The Robotic Retinal Dissection Device (R2D2) trial compared the standard surgical removal of the internal limiting membrane or the epiretinal membrane with a robotic-assisted approach. Of 12 subjects, 6 received conventional surgery. The other 6 underwent the new robotic technique, performed with a joystick to control a robotic arm that operates instruments through the temporal pars plana. Chandelier illumination was also used to enable a touch-free surgery.
Benefits of the robotic platform include presets that prevent the surgeon from accidentally advancing the instrument or triggering it with hand tremors, and a greater range of motion afforded by 7 independent computer-operated motors.
There were 2 retinal micro-hemorrhages and 1 retinal touch induced in the robot group, compared with 5 and 2, respectively, in the manual group.
“The robot performed numerically better than the human in terms of creating fewer retinal hemorrhages, but the study was not powered sufficiently to show statistically significant results,” according to Robert MacLaren, MD, professor of ophthalmology at the University of Oxford, who presented the results at the 2017 Association for Research in Vision and Ophthalmology annual meeting in Baltimore, Maryland.

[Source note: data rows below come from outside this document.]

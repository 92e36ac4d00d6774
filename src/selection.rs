//! Resolving the day and task a command refers to.

use anyhow::Result;
use chrono::{Duration, Local, NaiveDate};
use daylist_core::{DayKey, Task, TaskId};

/// clap value parser for `--day`/`--date`.
pub fn parse_day(s: &str) -> Result<DayKey, String> {
    resolve_day(s, Local::now().date_naive())
}

/// `YYYY-MM-DD`, or `today`/`tomorrow`/`yesterday` relative to `today`.
pub fn resolve_day(s: &str, today: NaiveDate) -> Result<DayKey, String> {
    match s.trim().to_lowercase().as_str() {
        "today" => Ok(DayKey::from_date(today)),
        "tomorrow" => Ok(DayKey::from_date(today + Duration::days(1))),
        "yesterday" => Ok(DayKey::from_date(today - Duration::days(1))),
        other => DayKey::parse(other).map_err(|e| e.to_string()),
    }
}

/// Match `input` against the ids of `tasks`: an exact id, or a prefix shared
/// by exactly one task. `None` when nothing matches.
pub fn resolve_task_id(tasks: &[Task], input: &str) -> Result<Option<TaskId>> {
    let input = input.trim();
    if input.is_empty() {
        anyhow::bail!("Task id cannot be empty");
    }

    if let Some(task) = tasks.iter().find(|t| t.id.as_str() == input) {
        return Ok(Some(task.id.clone()));
    }

    let matches: Vec<&Task> = tasks
        .iter()
        .filter(|t| t.id.as_str().starts_with(input))
        .collect();

    match matches.as_slice() {
        [] => Ok(None),
        [task] => Ok(Some(task.id.clone())),
        many => anyhow::bail!(
            "Task id '{}' is ambiguous ({} tasks match). Use more characters.",
            input,
            many.len()
        ),
    }
}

Co-author Marc D. De Smet, MD, chief medical officer at the Dutch firm Preceyes B. V. that developed the technology, said the robot allows for “10 times” more precision than the unaided human hand, adding that the operation was also safe. None of the 6 patients in the study group experienced any complications.
Robot-assisted surgery did involve longer surgery times, however: on average, the procedure took 213 seconds compared with 130 seconds in the manual group.
“Robotic technology is likely to allow us to do new operations that are currently beyond the capability of the human hand. A robotic system has huge advantages for operations under the retina or for operations in which a long and controlled procedure is required—for instance, when injecting gene therapy or cells under the retina,” Dr. MacLaren told Reuters Health in an email, adding that they plan to start a trial to use the robot for gene therapy applications.